— YOUR TASK —
Quote exactly, and only, the lines of the material below from the line with "async fn delete(&self, path: &str) -> StorageResult<()>;" through the line with "copy then delete.".

— PROVIDED RECORDS —
== Segment start ==

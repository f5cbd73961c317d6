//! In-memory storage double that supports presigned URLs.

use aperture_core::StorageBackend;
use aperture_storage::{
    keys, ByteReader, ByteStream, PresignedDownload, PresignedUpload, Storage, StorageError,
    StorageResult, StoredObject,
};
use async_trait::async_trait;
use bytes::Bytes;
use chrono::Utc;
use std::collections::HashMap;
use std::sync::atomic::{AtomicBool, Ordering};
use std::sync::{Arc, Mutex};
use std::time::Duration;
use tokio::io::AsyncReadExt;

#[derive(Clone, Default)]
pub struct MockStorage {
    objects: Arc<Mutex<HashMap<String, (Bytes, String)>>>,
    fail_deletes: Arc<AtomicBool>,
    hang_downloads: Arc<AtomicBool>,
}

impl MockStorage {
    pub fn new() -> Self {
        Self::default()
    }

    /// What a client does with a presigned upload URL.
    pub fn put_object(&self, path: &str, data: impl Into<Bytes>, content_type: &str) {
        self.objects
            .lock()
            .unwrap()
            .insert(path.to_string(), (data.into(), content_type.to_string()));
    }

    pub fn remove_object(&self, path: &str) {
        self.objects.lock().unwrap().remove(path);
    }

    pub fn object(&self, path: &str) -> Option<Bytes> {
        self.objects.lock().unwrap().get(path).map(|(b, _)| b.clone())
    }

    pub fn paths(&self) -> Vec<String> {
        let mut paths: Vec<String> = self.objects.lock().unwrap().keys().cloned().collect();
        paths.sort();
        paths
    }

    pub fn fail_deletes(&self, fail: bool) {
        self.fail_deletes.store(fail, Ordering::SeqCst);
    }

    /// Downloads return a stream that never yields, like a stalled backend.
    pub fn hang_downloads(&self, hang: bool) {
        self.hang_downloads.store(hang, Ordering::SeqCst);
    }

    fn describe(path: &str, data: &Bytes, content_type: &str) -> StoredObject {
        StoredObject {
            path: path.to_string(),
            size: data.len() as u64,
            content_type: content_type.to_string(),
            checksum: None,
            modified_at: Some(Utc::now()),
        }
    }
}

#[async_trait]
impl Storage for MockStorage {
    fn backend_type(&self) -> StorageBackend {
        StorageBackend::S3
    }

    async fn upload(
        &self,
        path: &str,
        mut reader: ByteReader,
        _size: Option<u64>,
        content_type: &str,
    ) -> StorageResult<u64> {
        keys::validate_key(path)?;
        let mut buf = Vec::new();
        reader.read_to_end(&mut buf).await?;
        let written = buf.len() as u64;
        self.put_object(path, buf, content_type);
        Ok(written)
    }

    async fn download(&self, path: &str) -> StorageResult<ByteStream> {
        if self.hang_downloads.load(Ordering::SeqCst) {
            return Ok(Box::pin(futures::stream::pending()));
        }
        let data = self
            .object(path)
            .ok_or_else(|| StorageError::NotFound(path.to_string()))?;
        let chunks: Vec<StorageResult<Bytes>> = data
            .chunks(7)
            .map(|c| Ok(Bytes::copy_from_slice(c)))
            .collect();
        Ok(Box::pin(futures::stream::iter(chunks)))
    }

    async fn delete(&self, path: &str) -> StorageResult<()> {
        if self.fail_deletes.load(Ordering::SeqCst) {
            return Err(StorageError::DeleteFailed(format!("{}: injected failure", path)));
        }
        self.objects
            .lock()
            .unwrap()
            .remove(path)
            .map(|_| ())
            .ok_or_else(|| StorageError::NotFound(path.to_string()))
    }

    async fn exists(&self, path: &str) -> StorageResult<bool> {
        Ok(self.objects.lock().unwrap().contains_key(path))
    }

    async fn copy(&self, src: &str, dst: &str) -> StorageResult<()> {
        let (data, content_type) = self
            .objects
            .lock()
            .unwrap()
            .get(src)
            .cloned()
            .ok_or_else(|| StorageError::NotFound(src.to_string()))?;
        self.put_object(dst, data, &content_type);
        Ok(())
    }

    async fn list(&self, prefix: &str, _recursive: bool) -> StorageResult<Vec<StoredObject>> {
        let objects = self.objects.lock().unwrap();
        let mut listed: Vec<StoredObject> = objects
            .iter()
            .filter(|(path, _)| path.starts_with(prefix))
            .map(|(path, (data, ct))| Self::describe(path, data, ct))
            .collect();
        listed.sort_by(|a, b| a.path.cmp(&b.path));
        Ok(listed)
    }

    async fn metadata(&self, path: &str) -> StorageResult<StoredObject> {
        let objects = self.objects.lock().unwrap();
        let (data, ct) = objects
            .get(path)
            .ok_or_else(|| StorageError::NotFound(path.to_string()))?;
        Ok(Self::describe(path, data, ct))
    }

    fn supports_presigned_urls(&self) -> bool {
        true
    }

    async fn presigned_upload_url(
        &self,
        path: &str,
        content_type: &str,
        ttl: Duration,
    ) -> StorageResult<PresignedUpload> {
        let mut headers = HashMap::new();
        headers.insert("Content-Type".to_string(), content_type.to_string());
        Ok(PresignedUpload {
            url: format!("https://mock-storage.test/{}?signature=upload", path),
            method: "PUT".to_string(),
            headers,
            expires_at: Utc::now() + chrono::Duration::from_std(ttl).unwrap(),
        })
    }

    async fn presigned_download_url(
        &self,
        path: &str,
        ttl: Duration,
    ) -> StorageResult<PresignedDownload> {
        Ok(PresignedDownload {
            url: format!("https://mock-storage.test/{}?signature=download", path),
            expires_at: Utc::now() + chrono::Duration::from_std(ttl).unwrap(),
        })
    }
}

== Segment end ==
== Segment start ==

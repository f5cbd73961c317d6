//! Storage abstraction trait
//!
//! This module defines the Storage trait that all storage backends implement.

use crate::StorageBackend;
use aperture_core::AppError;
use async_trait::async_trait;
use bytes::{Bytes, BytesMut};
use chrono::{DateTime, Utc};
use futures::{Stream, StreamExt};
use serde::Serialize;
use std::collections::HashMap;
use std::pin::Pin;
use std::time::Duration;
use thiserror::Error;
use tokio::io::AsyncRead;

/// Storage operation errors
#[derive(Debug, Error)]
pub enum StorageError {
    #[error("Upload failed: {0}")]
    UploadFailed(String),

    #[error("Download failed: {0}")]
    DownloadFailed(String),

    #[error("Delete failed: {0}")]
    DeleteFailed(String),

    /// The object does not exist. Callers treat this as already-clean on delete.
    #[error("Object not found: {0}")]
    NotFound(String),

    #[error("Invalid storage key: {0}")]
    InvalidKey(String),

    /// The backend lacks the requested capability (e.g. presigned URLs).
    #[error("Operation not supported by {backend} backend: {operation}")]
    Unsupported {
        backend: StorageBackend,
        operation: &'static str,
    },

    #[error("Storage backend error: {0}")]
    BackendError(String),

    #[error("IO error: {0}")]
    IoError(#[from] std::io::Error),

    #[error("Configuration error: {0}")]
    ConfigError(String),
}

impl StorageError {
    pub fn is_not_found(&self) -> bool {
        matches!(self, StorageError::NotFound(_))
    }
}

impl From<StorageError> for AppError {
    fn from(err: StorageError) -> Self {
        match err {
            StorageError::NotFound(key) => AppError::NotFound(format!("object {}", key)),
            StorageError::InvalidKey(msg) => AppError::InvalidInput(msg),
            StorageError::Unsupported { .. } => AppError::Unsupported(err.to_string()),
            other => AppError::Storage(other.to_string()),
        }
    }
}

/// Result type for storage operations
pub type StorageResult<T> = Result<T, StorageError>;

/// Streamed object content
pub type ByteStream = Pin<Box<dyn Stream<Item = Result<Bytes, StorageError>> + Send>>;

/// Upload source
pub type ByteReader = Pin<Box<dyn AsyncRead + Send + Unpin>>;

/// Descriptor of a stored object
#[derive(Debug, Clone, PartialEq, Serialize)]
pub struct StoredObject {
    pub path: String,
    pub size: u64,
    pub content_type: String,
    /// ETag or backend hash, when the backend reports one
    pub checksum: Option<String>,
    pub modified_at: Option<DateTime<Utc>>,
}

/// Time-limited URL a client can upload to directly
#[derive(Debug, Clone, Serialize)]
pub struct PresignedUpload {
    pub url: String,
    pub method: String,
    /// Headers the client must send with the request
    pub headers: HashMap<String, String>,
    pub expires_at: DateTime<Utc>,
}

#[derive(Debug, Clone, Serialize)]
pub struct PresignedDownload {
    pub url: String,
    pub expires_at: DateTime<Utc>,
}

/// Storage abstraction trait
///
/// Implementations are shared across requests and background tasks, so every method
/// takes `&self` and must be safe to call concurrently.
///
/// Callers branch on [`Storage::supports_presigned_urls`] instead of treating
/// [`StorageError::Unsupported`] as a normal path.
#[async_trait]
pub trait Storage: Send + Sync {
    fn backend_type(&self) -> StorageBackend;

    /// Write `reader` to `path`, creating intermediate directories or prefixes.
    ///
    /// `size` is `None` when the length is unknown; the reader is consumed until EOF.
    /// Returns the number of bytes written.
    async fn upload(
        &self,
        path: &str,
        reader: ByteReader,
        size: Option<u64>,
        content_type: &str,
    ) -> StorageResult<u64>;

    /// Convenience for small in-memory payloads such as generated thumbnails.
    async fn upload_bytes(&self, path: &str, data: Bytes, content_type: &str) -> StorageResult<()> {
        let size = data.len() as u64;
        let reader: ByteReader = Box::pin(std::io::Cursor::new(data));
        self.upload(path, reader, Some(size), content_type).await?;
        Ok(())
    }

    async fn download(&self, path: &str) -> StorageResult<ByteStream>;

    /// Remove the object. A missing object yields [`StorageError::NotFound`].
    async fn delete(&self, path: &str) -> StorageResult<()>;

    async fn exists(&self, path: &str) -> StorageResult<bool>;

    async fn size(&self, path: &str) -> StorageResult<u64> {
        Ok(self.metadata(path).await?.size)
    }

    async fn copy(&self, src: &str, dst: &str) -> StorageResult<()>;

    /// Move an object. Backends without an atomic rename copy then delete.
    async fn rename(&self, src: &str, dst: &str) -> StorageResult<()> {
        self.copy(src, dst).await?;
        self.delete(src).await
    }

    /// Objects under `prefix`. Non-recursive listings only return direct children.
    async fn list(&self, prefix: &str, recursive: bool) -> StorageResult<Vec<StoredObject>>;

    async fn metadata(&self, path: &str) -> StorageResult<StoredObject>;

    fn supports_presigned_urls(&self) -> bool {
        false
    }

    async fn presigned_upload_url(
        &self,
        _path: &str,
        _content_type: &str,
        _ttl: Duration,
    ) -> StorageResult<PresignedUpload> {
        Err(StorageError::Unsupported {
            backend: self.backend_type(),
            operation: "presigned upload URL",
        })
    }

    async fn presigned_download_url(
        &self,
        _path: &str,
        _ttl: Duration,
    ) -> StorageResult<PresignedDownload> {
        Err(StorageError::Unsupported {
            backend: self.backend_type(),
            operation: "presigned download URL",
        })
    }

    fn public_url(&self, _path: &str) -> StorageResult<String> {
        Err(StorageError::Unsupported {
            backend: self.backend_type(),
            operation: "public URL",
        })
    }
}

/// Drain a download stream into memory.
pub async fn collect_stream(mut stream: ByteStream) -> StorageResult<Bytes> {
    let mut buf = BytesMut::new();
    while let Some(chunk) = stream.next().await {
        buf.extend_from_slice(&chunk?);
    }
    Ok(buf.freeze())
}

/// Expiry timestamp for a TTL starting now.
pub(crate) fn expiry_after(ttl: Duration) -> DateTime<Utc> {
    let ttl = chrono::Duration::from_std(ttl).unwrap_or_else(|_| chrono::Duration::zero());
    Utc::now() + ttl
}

== Segment end ==

— SOLUTION FOR THIS PROBLEM —
    async fn delete(&self, path: &str) -> StorageResult<()>;

    async fn exists(&self, path: &str) -> StorageResult<bool>;

    async fn size(&self, path: &str) -> StorageResult<u64> {
        Ok(self.metadata(path).await?.size)
    }

    async fn copy(&self, src: &str, dst: &str) -> StorageResult<()>;

    /// Move an object. Backends without an atomic rename copy then delete.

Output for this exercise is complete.